Das vorliegende BMF-Schreiben benennt Beispiele, die den Anwendungsbereich des § 4 Nr. 18 UStG eröffnen – hierzu zählen insbesondere Hilfe- und Beratungsleistungen, die gegenüber bestimmten Hilfsbedürftigen erbracht werden (z.B. Obdach- und Wohnungslose, drogen- und alkoholabhängige Menschen sowie Migranten, Asylbewerber bzw. Flüchtlinge u.a.). Auch Leistungen im Zusammenhang mit dem Betrieb von Obdach- oder Flüchtlingsunterkünften, wie die Unterbringung, Betreuung und Verpflegung von Hilfsbedürftigen, können von § 4 Nr. 18 UStG erfasst sein.

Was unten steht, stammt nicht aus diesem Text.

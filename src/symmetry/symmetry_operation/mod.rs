//! Crystallographic symmetry operations as affine matrices and as Jones–Faithful strings.

use std::fmt;

use lazy_static::lazy_static;
use nalgebra::{Matrix3, Matrix4, Point3, Vector3};
use regex::Regex;
use serde::{Deserialize, Serialize};

use crate::symmetry::symmetry_error::SymmetryError;
use crate::symmetry::twelfths::{
    dump_canonical_seitz, dump_seitz, normalise_twelfths, xyz_from_matrix,
};
use crate::symmetry::unit_cell::UnitCell;

pub mod operation_kind;

#[cfg(test)]
#[path = "symmetry_operation_tests.rs"]
mod symmetry_operation_tests;

lazy_static! {
    static ref FLOAT_RE: Regex =
        Regex::new(r"[-+]?(?:\d+\.?\d*|\.\d+)(?:[eE][-+]?\d+)?").expect("Invalid float regex.");
}

/// The prefix of an operation given as sixteen row-major matrix elements.
const XYZ_MATRIX_PREFIX: &str = "xyz matrix:";

/// A structure for a single symmetry operation of a space group.
///
/// While a group is being generated, the translation column of [`Self::matrix`] is in twelfths
/// of the cell edges. [`Self::finalise`] converts it to cell fractions.
#[derive(Clone, Debug, Serialize, Deserialize)]
pub struct SymmetryOperation {
    /// The operation as supplied.
    pub xyz_original: String,

    /// The canonical Jones–Faithful form of the operation. Two operations are the same iff
    /// their canonical forms agree.
    pub xyz: String,

    /// An identifier assigned by the caller.
    pub op_id: usize,

    /// Whether translations are wrapped into $`(-1/2, 1/2]`$ when parsed.
    pub do_normalise: bool,

    /// Whether the translation column holds cell fractions rather than twelfths.
    pub is_finalised: bool,

    matrix: Matrix4<f64>,
}

impl SymmetryOperation {
    /// Parses a symmetry operation.
    ///
    /// The accepted encodings are
    ///
    /// * Jones–Faithful strings such as `x,-y,z+1/2` or `1/2+x, y, -z` (case-insensitive,
    /// rational or decimal constants);
    /// * superspace-style `x1,x2,x3,x4` strings, whose last row is dropped;
    /// * `[[m00,m01,m02,m03],[m10,...],...]` matrix literals with translations in cell
    /// fractions;
    /// * `xyz matrix: m00 m01 ... m33`, sixteen row-major elements in cell fractions.
    ///
    /// A leading `!` selects the inverse of the operation.
    ///
    /// # Arguments
    ///
    /// * `xyz` - The operation.
    /// * `op_id` - An identifier for the operation.
    /// * `do_normalise` - Whether translations are wrapped into $`(-1/2, 1/2]`$.
    ///
    /// # Errors
    ///
    /// Errors if the operation cannot be interpreted. The error is also logged.
    pub fn parse(xyz: &str, op_id: usize, do_normalise: bool) -> Result<Self, SymmetryError> {
        let lower = xyz.trim().to_lowercase();
        let (is_reverse, body) = match lower.strip_prefix('!') {
            Some(body) => (true, body.trim_start()),
            None => (false, lower.as_str()),
        };

        let (mut matrix, canonical) = if let Some(elements) = body.strip_prefix(XYZ_MATRIX_PREFIX)
        {
            (matrix_from_floats(xyz, elements, do_normalise)?, None)
        } else if body.starts_with("[[") {
            let elements = body.replace(['[', ']', ','], " ");
            (matrix_from_literal(xyz, &elements)?, None)
        } else {
            let (matrix, canonical) = matrix_from_string(body, do_normalise).map_err(|msg| {
                let msg = format!("Unable to interpret symmetry operation `{xyz}`: {msg}");
                log::error!("{msg}");
                SymmetryError::NotationParse(msg)
            })?;
            (matrix, Some(canonical))
        };

        if is_reverse {
            matrix = matrix.try_inverse().ok_or_else(|| {
                let msg = format!("Symmetry operation `{xyz}` cannot be inverted.");
                log::error!("{msg}");
                SymmetryError::NotationParse(msg)
            })?;
        }
        let xyz_canonical = match canonical {
            Some(canonical) if !is_reverse => canonical,
            _ => xyz_from_matrix(&matrix, true, false, false),
        };
        log::debug!("Symmetry operation `{xyz}` parsed as `{xyz_canonical}`.");

        Ok(Self {
            xyz_original: xyz.to_string(),
            xyz: xyz_canonical,
            op_id,
            do_normalise,
            is_finalised: false,
            matrix,
        })
    }

    /// Replaces the matrix with one in twelfths, keeping the canonical string.
    pub(crate) fn set_matrix_12ths(&mut self, matrix: Matrix4<f64>) {
        self.matrix = matrix;
        self.is_finalised = false;
    }

    /// The affine matrix of the operation.
    pub fn matrix(&self) -> &Matrix4<f64> {
        &self.matrix
    }

    /// The affine matrix of the operation with its translation column in twelfths.
    pub fn matrix_12ths(&self) -> Matrix4<f64> {
        let mut mat = self.matrix;
        if self.is_finalised {
            for i in 0..3 {
                mat[(i, 3)] *= 12.0;
            }
        }
        mat
    }

    /// The rotation block of the operation. Its entries are always $`-1`$, $`0`$ or $`1`$.
    pub fn rotation(&self) -> Matrix3<f64> {
        self.matrix.fixed_view::<3, 3>(0, 0).into_owned()
    }

    /// The translation column, in twelfths or in cell fractions depending on
    /// [`Self::is_finalised`].
    pub fn translation(&self) -> Vector3<f64> {
        self.matrix.fixed_view::<3, 1>(0, 3).into_owned()
    }

    /// The canonical form, or the form as supplied if `normalised` is `false`.
    pub fn xyz(&self, normalised: bool) -> &str {
        if normalised {
            &self.xyz
        } else {
            &self.xyz_original
        }
    }

    /// Formats the current matrix as a Jones–Faithful string without any wrapping of the
    /// translations. Parsing the result without normalisation reproduces the matrix.
    pub fn jones_faithful(&self) -> String {
        xyz_from_matrix(&self.matrix, !self.is_finalised, false, false)
    }

    /// Converts the translation column from twelfths into cell fractions. Calling this on a
    /// finalised operation has no effect.
    pub fn finalise(&mut self) {
        if self.is_finalised {
            return;
        }
        for i in 0..3 {
            self.matrix[(i, 3)] /= 12.0;
        }
        self.is_finalised = true;
    }

    /// Returns a finalised copy of the operation.
    pub fn finalised(&self) -> Self {
        let mut op = self.clone();
        op.finalise();
        op
    }

    /// Applies the operation to a fractional point. The operation should be finalised.
    pub fn transform_point(&self, pt: &Point3<f64>) -> Point3<f64> {
        self.matrix.transform_point(pt)
    }

    /// Applies the operation to a fractional point and adds a lattice translation.
    pub fn new_point(&self, pt: &Point3<f64>, lattice_translation: [i32; 3]) -> Point3<f64> {
        let image = self.transform_point(pt);
        image + Vector3::from(lattice_translation.map(f64::from))
    }

    /// Shifts the translation of a finalised operation by whole cells so that the centroid of
    /// the images of a set of fractional points lies in the unit cell.
    ///
    /// # Arguments
    ///
    /// * `atoms` - The fractional points, typically the asymmetric unit of a structure.
    pub fn set_offset(&mut self, atoms: &[Point3<f64>]) {
        if atoms.is_empty() {
            return;
        }
        let count = atoms.len() as f64;
        let mut sums = atoms.iter().fold(Vector3::zeros(), |acc, atom| {
            acc + self.transform_point(atom).coords
        });
        for i in 0..3 {
            while sums[i] < -0.001 || sums[i] >= count + 0.001 {
                let shift = if sums[i] < 0.0 { 1.0 } else { -1.0 };
                self.matrix[(i, 3)] += shift;
                sums[i] += shift * count;
            }
        }
    }

    /// Applies the operation to the principal axes of a displacement ellipsoid.
    ///
    /// # Arguments
    ///
    /// * `centre` - The Cartesian centre of the ellipsoid.
    /// * `vectors` - The Cartesian axis vectors.
    /// * `unit_cell` - The unit cell relating the Cartesian and fractional frames.
    ///
    /// # Returns
    ///
    /// The transformed axis vectors, in the order given.
    pub fn rotate_ellipsoid(
        &self,
        centre: &Point3<f64>,
        vectors: &[Vector3<f64>],
        unit_cell: &UnitCell,
    ) -> Vec<Vector3<f64>> {
        let transform_cartesian = |pt: &Point3<f64>| {
            unit_cell.to_cartesian(
                &self.transform_point(&unit_cell.to_fractional(pt, false)),
                false,
            )
        };
        let centre_image = transform_cartesian(centre);
        vectors
            .iter()
            .map(|v| transform_cartesian(&(centre + v)) - centre_image)
            .collect()
    }

    /// Formats the Seitz matrix with its translations in twelfths.
    pub fn dump_seitz(&self) -> String {
        dump_seitz(&self.matrix_12ths())
    }

    /// Formats the Seitz matrix for canonical group keys. See
    /// [`crate::symmetry::twelfths::dump_canonical_seitz`].
    pub fn dump_canonical_seitz(&self) -> String {
        dump_canonical_seitz(&self.matrix_12ths())
    }

    /// Writes the canonical form followed by the matrix.
    pub fn dump_info(&self) -> String {
        format!(
            "\n{}\ninternal matrix representation:\n{}",
            self.xyz, self.matrix
        )
    }
}

impl PartialEq for SymmetryOperation {
    fn eq(&self, other: &Self) -> bool {
        self.xyz == other.xyz
    }
}

impl Eq for SymmetryOperation {}

impl fmt::Display for SymmetryOperation {
    fn fmt(&self, f: &mut fmt::Formatter<'_>) -> fmt::Result {
        write!(f, "{}", self.xyz)
    }
}

// =================
// Parsing internals
// =================

/// Parses a Jones–Faithful string into a matrix in twelfths and its canonical form.
fn matrix_from_string(xyz: &str, do_normalise: bool) -> Result<(Matrix4<f64>, String), String> {
    let mut xyz = xyz.to_string();
    while xyz.contains("x4") {
        log::info!("Ignoring the last parameter in `{xyz}`.");
        let last = xyz
            .rfind(',')
            .ok_or_else(|| "a superspace operation needs at least four rows".to_string())?;
        xyz = xyz[..last]
            .replace("x1", "x")
            .replace("x2", "y")
            .replace("x3", "z");
    }

    let rows = xyz.split(',').collect::<Vec<_>>();
    if rows.len() != 3 {
        return Err(format!("expected three rows, found {}", rows.len()));
    }
    let mut matrix = Matrix4::identity();
    for (i, row) in rows.iter().enumerate() {
        let (coefficients, constant) = parse_row(row)?;
        for (j, coefficient) in coefficients.iter().enumerate() {
            matrix[(i, j)] = f64::from(*coefficient);
        }
        matrix[(i, 3)] = normalise_twelfths(constant * 12.0, do_normalise);
    }
    let canonical = xyz_from_matrix(&matrix, true, false, true);
    Ok((matrix, canonical))
}

/// Parses one row of a Jones–Faithful string into its $`x`$, $`y`$, $`z`$ coefficients and
/// its constant part.
fn parse_row(row: &str) -> Result<([i32; 3], f64), String> {
    let cleaned = row
        .chars()
        .filter(|c| !matches!(c, '\'' | ' ' | '\t' | '{' | '}' | '!'))
        .collect::<String>();
    if cleaned.is_empty() {
        return Err("empty row".to_string());
    }

    let mut terms = vec![];
    let mut start = 0;
    let mut previous = None;
    for (i, ch) in cleaned.char_indices() {
        let is_exponent_sign = matches!(previous, Some('e' | 'E'));
        previous = Some(ch);
        if (ch == '+' || ch == '-') && i > start && !is_exponent_sign {
            terms.push(&cleaned[start..i]);
            start = i;
        }
    }
    terms.push(&cleaned[start..]);

    let mut coefficients = [0i32; 3];
    let mut constant = 0.0;
    for term in terms {
        let (sign, body) = match term.chars().next() {
            Some('-') => (-1, &term[1..]),
            Some('+') => (1, &term[1..]),
            _ => (1, term),
        };
        let axis = match body {
            "x" => Some(0),
            "y" => Some(1),
            "z" => Some(2),
            _ => None,
        };
        if let Some(axis) = axis {
            coefficients[axis] += sign;
            if coefficients[axis].abs() > 1 {
                return Err(format!("repeated coordinate in row `{row}`"));
            }
        } else {
            constant += f64::from(sign) * parse_rational(body)
                .ok_or_else(|| format!("unrecognised term `{term}` in row `{row}`"))?;
        }
    }
    if coefficients == [0, 0, 0] {
        return Err(format!("no coordinate found in row `{row}`"));
    }
    Ok((coefficients, constant))
}

/// Parses an unsigned rational constant such as `1/2`, `0.25` or `3`.
fn parse_rational(body: &str) -> Option<f64> {
    match body.split_once('/') {
        Some((numer, denom)) => {
            let numer = numer.parse::<f64>().ok()?;
            let denom = denom.parse::<f64>().ok()?;
            if denom == 0.0 {
                None
            } else {
                Some(numer / denom)
            }
        }
        None => body.parse::<f64>().ok().filter(|v| v.is_finite()),
    }
}

/// Checks that the rotation block of a parsed matrix is made of $`-1`$, $`0`$ and $`1`$
/// only, and snaps it to those values.
fn snap_rotation(original: &str, matrix: &mut Matrix4<f64>) -> Result<(), SymmetryError> {
    for i in 0..3 {
        for j in 0..3 {
            let value = matrix[(i, j)];
            let rounded = value.round();
            if (value - rounded).abs() > 1.0e-3 || rounded.abs() > 1.0 {
                let msg = format!(
                    "Symmetry operation `{original}` has a rotation element {value} outside {{-1, 0, 1}}."
                );
                log::error!("{msg}");
                return Err(SymmetryError::NotationParse(msg));
            }
            matrix[(i, j)] = rounded + 0.0;
        }
    }
    Ok(())
}

/// Reads the sixteen row-major elements of an `xyz matrix:` operation.
fn matrix_from_floats(
    original: &str,
    elements: &str,
    do_normalise: bool,
) -> Result<Matrix4<f64>, SymmetryError> {
    let values = FLOAT_RE
        .find_iter(elements)
        .filter_map(|m| m.as_str().parse::<f64>().ok())
        .take(16)
        .collect::<Vec<_>>();
    if values.len() < 16 {
        let msg = format!("Symmetry operation `{original}` has fewer than sixteen elements.");
        log::error!("{msg}");
        return Err(SymmetryError::NotationParse(msg));
    }
    let mut matrix = Matrix4::from_row_slice(&values);
    for i in 0..3 {
        let v = matrix[(i, 3)];
        let v = if v.abs() < 1.0e-5 { 0.0 } else { v };
        matrix[(i, 3)] = normalise_twelfths(v.signum() * (v * 12.0).abs().round(), do_normalise);
    }
    matrix.fixed_view_mut::<1, 4>(3, 0).copy_from_slice(&[0.0, 0.0, 0.0, 1.0]);
    snap_rotation(original, &mut matrix)?;
    Ok(matrix)
}

/// Reads a `[[...],[...],[...],[...]]` matrix literal whose brackets and commas have been
/// blanked out.
fn matrix_from_literal(original: &str, elements: &str) -> Result<Matrix4<f64>, SymmetryError> {
    let values = elements
        .split_whitespace()
        .map(str::parse::<f64>)
        .collect::<Result<Vec<_>, _>>()
        .ok()
        .filter(|values| values.len() == 16)
        .ok_or_else(|| {
            let msg = format!("Symmetry operation `{original}` is not a 4x4 matrix.");
            log::error!("{msg}");
            SymmetryError::NotationParse(msg)
        })?;
    let mut matrix = Matrix4::from_row_slice(&values);
    for i in 0..3 {
        matrix[(i, 3)] = (matrix[(i, 3)] * 12.0).round();
    }
    snap_rotation(original, &mut matrix)?;
    Ok(matrix)
}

Leistungen, die nach anderen Vorschriften des § 4 UStG steuerbefreit sind, sowie solche, die nicht speziell den Hilfsbedürftigen zugutekommen (z.B. Umzugsleistungen, Rechtsberatungen und allgemeine Verwaltungsleistungen) sind aus Sicht der Finanzverwaltung nicht als eng mit der Sozialfürsorge i.S.d. § 4 Nr. 18 UStG einzustufen. Auch Leistungen eines Menüservice/Mahlzeitendienstes fallen nicht darunter.
Praxisfolgen
Im Hinblick auf Tätigkeiten, die eine Prüfung nach § 2b UStG eröffnen, könnte - bei Vorliegen der übrigen Voraussetzungen - der Ausnahmetatbestand des § 2b Abs. 2 Nr. 2 UStG erfüllt werden, sodass mangels Wettbewerbssituation eine Ausnahme von der Unternehmereigenschaft eintreten könnte.
Die Voraussetzungen der Steuerbefreiung nach § 4 Nr. 18 UStG sind stets sachverhaltsbezogen zu prüfen.